Re: Discussion of id.loc.gov

From: McGrath, Kelley C. <kmcgrath_at_nyob> Date: Tue, 19 May 2009 13:42:10 -0400 To: NGC4LIB_at_LISTSERV.ND.EDU

With LCSH, as far as I understand it, it used to be that only two types of heading strings (with more than one subfield) were explicitly established (and thus had their own identifier):

1. Where a heading could not be constructed based on instructions for free-floating subdivisions, patterns (as are common in music), or the ability to subdivide geographically and therefore had to be established editorially.

2. Where a cross-reference was wanted for a string that otherwise could have been legitimately constructed according to the rules. An example would be "Diabetes $x Patients." Patients is free-floating under disease names, but this heading was established so that an explicit cross-reference could be made from "Diabetics."

This changed fairly recently when LC, in response to popular demand, decided to start separately establishing strings that could be derived from the rules and that don't need x-refs. This is apparently due to the fact that many ILSs require a corresponding authority record for an entire subject heading string in order to validate it. Any subject authority record that has a 667 field that says "Record generated for validation purposes" is one of these. 

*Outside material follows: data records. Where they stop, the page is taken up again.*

//! SQLite-backed lineage and retention registry for pipeline artifacts.

use crate::error::{AirdError, Result};
use crate::models::{ArtifactRef, ArtifactStatus, ArtifactType, PipelineArtifact, RetentionPolicy};
use async_trait::async_trait;
use chrono::{DateTime, Duration, Utc};
use sqlx::{sqlite::SqlitePool, Row};
use std::collections::HashSet;
use tracing::{debug, info, warn};
use uuid::Uuid;

#[async_trait]
pub trait ArtifactRegistry: Send + Sync {
    async fn initialize(&self) -> Result<()>;

    async fn record(&self, artifact: PipelineArtifact) -> Result<()>;

    async fn get(&self, id: &str) -> Result<Option<PipelineArtifact>>;

    /// All artifacts for a `(workspace, product, version)` scope, optionally
    /// filtered to a single stage.
    async fn list_for_version(
        &self,
        workspace: &str,
        product: &str,
        version: u32,
        stage: Option<&str>,
    ) -> Result<Vec<PipelineArtifact>>;

    /// Walks `input_artifacts` transitively to compute the full lineage
    /// closure feeding a given artifact.
    async fn lineage(&self, id: &str) -> Result<Vec<PipelineArtifact>>;

    async fn mark_deleted(&self, id: &str) -> Result<()>;

    /// Marks every active artifact of a `(workspace, product, version)` scope
    /// `keep_forever`, called on promotion so the artifacts backing a
    /// production version are exempt from the reaper.
    async fn promote_retention(&self, workspace: &str, product: &str, version: u32) -> Result<()>;

    /// Soft-deletes artifacts whose retention window has elapsed, then
    /// purges soft-deleted artifacts past a grace period. Returns the ids
    /// that were purged.
    async fn reap_expired(&self, now: DateTime<Utc>, purge_grace: Duration) -> Result<Vec<String>>;
}

pub struct SqliteArtifactRegistry {
    pool: SqlitePool,
}

impl SqliteArtifactRegistry {
    pub async fn connect(database_url: &str) -> Result<Self> {
        if let Some(db_path) = database_url.strip_prefix("sqlite:") {
            let db_path = db_path.split('?').next().unwrap_or(db_path);
            if let Some(parent) = std::path::Path::new(db_path).parent() {
                if !parent.as_os_str().is_empty() {
                    std::fs::create_dir_all(parent)?;
                }
            }
        }
        let database_url = if database_url.contains('?') {
            database_url.to_string()
        } else {
            format!("{database_url}?mode=rwc")
        };
        let pool = SqlitePool::connect(&database_url).await?;
        let registry = Self { pool };
        registry.initialize().await?;
        Ok(registry)
    }

    fn row_to_artifact(row: &sqlx::sqlite::SqliteRow) -> Result<PipelineArtifact> {
        let input_artifacts_json: String = row.try_get("input_artifacts")?;
        let metadata_json: String = row.try_get("artifact_metadata")?;
        let status: String = row.try_get("status")?;
        let retention: String = row.try_get("retention")?;
        let artifact_type: String = row.try_get("artifact_type")?;
        Ok(PipelineArtifact {
            id: row.try_get("id")?,
            run_id: row.try_get("run_id")?,
            workspace: row.try_get("workspace")?,
            product: row.try_get("product")?,
            version: row.try_get::<i64, _>("version")? as u32,
            stage_name: row.try_get("stage_name")?,
            artifact_type: serde_json::from_value(serde_json::Value::String(artifact_type))
                .unwrap_or(ArtifactType::Binary),
            artifact_name: row.try_get("artifact_name")?,
            bucket: row.try_get("bucket")?,
            key: row.try_get("key")?,
            size: row.try_get::<i64, _>("size")? as u64,
            checksum: row.try_get("checksum")?,
            input_artifacts: serde_json::from_str(&input_artifacts_json).unwrap_or_default(),
            artifact_metadata: serde_json::from_str(&metadata_json).unwrap_or_default(),
            status: serde_json::from_value(serde_json::Value::String(status))
                .unwrap_or(ArtifactStatus::Active),
            retention: serde_json::from_value(serde_json::Value::String(retention))
                .unwrap_or(RetentionPolicy::Days90),
            created_at: row.try_get("created_at")?,
            deleted_at: row.try_get("deleted_at")?,
        })
    }
}

#[async_trait]
impl ArtifactRegistry for SqliteArtifactRegistry {
    async fn initialize(&self) -> Result<()> {
        sqlx::query(
            r#"
            CREATE TABLE IF NOT EXISTS artifacts (
                id TEXT PRIMARY KEY,
                run_id TEXT NOT NULL,
                workspace TEXT NOT NULL,
                product TEXT NOT NULL,
                version INTEGER NOT NULL,
                stage_name TEXT NOT NULL,
                artifact_type TEXT NOT NULL,
                artifact_name TEXT NOT NULL,
                bucket TEXT NOT NULL,
                key TEXT NOT NULL,
                size INTEGER NOT NULL,
                checksum TEXT NOT NULL,
                input_artifacts TEXT NOT NULL DEFAULT '[]',
                artifact_metadata TEXT NOT NULL DEFAULT '{}',
                status TEXT NOT NULL,
                retention TEXT NOT NULL,
                created_at TEXT NOT NULL,
                deleted_at TEXT
            )
            "#,
        )
        .execute(&self.pool)
        .await?;

        sqlx::query(
            "CREATE INDEX IF NOT EXISTS idx_artifacts_scope ON artifacts(workspace, product, version)",
        )
        .execute(&self.pool)
        .await?;

        Ok(())
    }

    async fn record(&self, artifact: PipelineArtifact) -> Result<()> {
        let input_artifacts_json = serde_json::to_string(&artifact.input_artifacts)?;
        let metadata_json = serde_json::to_string(&artifact.artifact_metadata)?;
        sqlx::query(
            r#"
            INSERT INTO artifacts (
                id, run_id, workspace, product, version, stage_name, artifact_type,
                artifact_name, bucket, key, size, checksum, input_artifacts,
                artifact_metadata, status, retention, created_at, deleted_at
            ) VALUES (?1, ?2, ?3, ?4, ?5, ?6, ?7, ?8, ?9, ?10, ?11, ?12, ?13, ?14, ?15, ?16, ?17, ?18)
            ON CONFLICT(id) DO UPDATE SET
                status = excluded.status,
                deleted_at = excluded.deleted_at
            "#,
        )
        .bind(&artifact.id)
        .bind(&artifact.run_id)
        .bind(&artifact.workspace)
        .bind(&artifact.product)
        .bind(artifact.version as i64)
        .bind(&artifact.stage_name)
        .bind(serde_json::to_value(artifact.artifact_type)?.as_str().unwrap_or("binary"))
        .bind(&artifact.artifact_name)
        .bind(&artifact.bucket)
        .bind(&artifact.key)
        .bind(artifact.size as i64)
        .bind(&artifact.checksum)
        .bind(input_artifacts_json)
        .bind(metadata_json)
        .bind(serde_json::to_value(artifact.status)?.as_str().unwrap_or("active"))
        .bind(serde_json::to_value(artifact.retention)?.as_str().unwrap_or("days_90"))
        .bind(artifact.created_at)
        .bind(artifact.deleted_at)
        .execute(&self.pool)
        .await?;

        debug!("recorded artifact {}", artifact.id);
        Ok(())
    }

    async fn get(&self, id: &str) -> Result<Option<PipelineArtifact>> {
        let row = sqlx::query("SELECT * FROM artifacts WHERE id = ?1")
            .bind(id)
            .fetch_optional(&self.pool)
            .await?;
        row.as_ref().map(Self::row_to_artifact).transpose()
    }

    async fn list_for_version(
        &self,
        workspace: &str,
        product: &str,
        version: u32,
        stage: Option<&str>,
    ) -> Result<Vec<PipelineArtifact>> {
        let rows = if let Some(stage) = stage {
            sqlx::query(
                "SELECT * FROM artifacts WHERE workspace = ?1 AND product = ?2 AND version = ?3 \
                 AND stage_name = ?4 AND status != 'purged' ORDER BY created_at ASC",
            )
            .bind(workspace)
            .bind(product)
            .bind(version as i64)
            .bind(stage)
            .fetch_all(&self.pool)
            .await?
        } else {
            sqlx::query(
                "SELECT * FROM artifacts WHERE workspace = ?1 AND product = ?2 AND version = ?3 \
                 AND status != 'purged' ORDER BY created_at ASC",
            )
            .bind(workspace)
            .bind(product)
            .bind(version as i64)
            .fetch_all(&self.pool)
            .await?
        };
        rows.iter().map(Self::row_to_artifact).collect()
    }

    async fn lineage(&self, id: &str) -> Result<Vec<PipelineArtifact>> {
        let mut seen: HashSet<String> = HashSet::new();
        let mut frontier = vec![id.to_string()];
        let mut out = Vec::new();

        while let Some(current_id) = frontier.pop() {
            if !seen.insert(current_id.clone()) {
                continue;
            }
            let Some(artifact) = self.get(&current_id).await? else {
                warn!("lineage references missing artifact {current_id}");
                continue;
            };
            for input in &artifact.input_artifacts {
                frontier.push(input.artifact_id.clone());
            }
            out.push(artifact);
        }

        Ok(out)
    }

    async fn mark_deleted(&self, id: &str) -> Result<()> {
        sqlx::query("UPDATE artifacts SET status = 'deleted', deleted_at = ?1 WHERE id = ?2")
            .bind(Utc::now())
            .bind(id)
            .execute(&self.pool)
            .await?;
        Ok(())
    }

    async fn promote_retention(&self, workspace: &str, product: &str, version: u32) -> Result<()> {
        sqlx::query(
            "UPDATE artifacts SET retention = 'keep_forever' \
             WHERE workspace = ?1 AND product = ?2 AND version = ?3 AND status = 'active'",
        )
        .bind(workspace)
        .bind(product)
        .bind(version as i64)
        .execute(&self.pool)
        .await?;
        info!("promoted retention to keep_forever for {workspace}/{product}/v{version}");
        Ok(())
    }

    async fn reap_expired(&self, now: DateTime<Utc>, purge_grace: Duration) -> Result<Vec<String>> {
        let rows = sqlx::query("SELECT * FROM artifacts WHERE status = 'active'")
            .fetch_all(&self.pool)
            .await?;

        let mut to_soft_delete = Vec::new();
        for row in &rows {
            let artifact = Self::row_to_artifact(row)?;
            let expiry = retention_expiry(&artifact, now);
            if let Some(expiry) = expiry {
                if now >= expiry {
                    to_soft_delete.push(artifact.id.clone());
                }
            }
        }
        for id in &to_soft_delete {
            self.mark_deleted(id).await?;
            info!("soft-deleted expired artifact {id}");
        }

        let purge_cutoff = now - purge_grace;
        let rows = sqlx::query("SELECT id, deleted_at FROM artifacts WHERE status = 'deleted'")
            .fetch_all(&self.pool)
            .await?;
        let mut purged = Vec::new();
        for row in rows {
            let id: String = row.try_get("id")?;
            let deleted_at: Option<DateTime<Utc>> = row.try_get("deleted_at")?;
            if let Some(deleted_at) = deleted_at {
                if deleted_at <= purge_cutoff {
                    sqlx::query("UPDATE artifacts SET status = 'purged' WHERE id = ?1")
                        .bind(&id)
                        .execute(&self.pool)
                        .await?;
                    purged.push(id);
                }
            }
        }
        Ok(purged)
    }
}

/// Computes the absolute retention expiry of an artifact, or `None` for
/// policies that never expire on their own.
fn retention_expiry(artifact: &PipelineArtifact, _now: DateTime<Utc>) -> Option<DateTime<Utc>> {
    match artifact.retention {
        RetentionPolicy::KeepForever => None,
        RetentionPolicy::Days30 => Some(artifact.created_at + Duration::days(30)),
        RetentionPolicy::Days90 => Some(artifact.created_at + Duration::days(90)),
        RetentionPolicy::Days365 => Some(artifact.created_at + Duration::days(365)),
        RetentionPolicy::DeleteOnPromote => None,
        RetentionPolicy::OnFailureKeep90 => Some(artifact.created_at + Duration::days(90)),
    }
}

/// Builds an `ArtifactRef` pointing at a recorded artifact, for embedding in
/// a downstream stage's `input_artifacts`.
pub fn artifact_ref(artifact: &PipelineArtifact) -> ArtifactRef {
    ArtifactRef {
        artifact_id: artifact.id.clone(),
        stage: artifact.stage_name.clone(),
        name: artifact.artifact_name.clone(),
    }
}

pub fn new_artifact_id() -> String {
    Uuid::new_v4().to_string()
}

To my mind, this is a misguided and short-sighted approach and we would be better off trying to come up with a way to make the rules for combining subject terms more machine-friendly so that they can be manipulated and validated more usefully and systematically. The ILSs should be helping us not we should be contorting ourselves to help the ILSs (although to be fair, someone probably told them it should work that way).

Even leaving out the LCSH equivalents of "colorless green ideas sleep furiously," the number of valid LCSH combinations is so high that it is not practical to try to establish them all editorially, much less to try to keep them updated. In fact, the occasional incorrect combination has been known to sneak into LC's project and it has certainly happened in our local catalog.

I think what OCLC has been trying to do is a better approach, where each of the separate parts of a string is controlled separately. So the string

   "Aircraft accidents $z Alaska $x History $v Fiction."

Can be linked to four authority records:

   sh 85001323 $z n  79018447 $x sh 99005024 $v sh 99001562"

Except for certain kinds of pattern headings (mostly music headings and forms similar to "$x Religious aspects $x Buddhism, [Christianity, etc.]"), an authority record should exist for each part of a subject string.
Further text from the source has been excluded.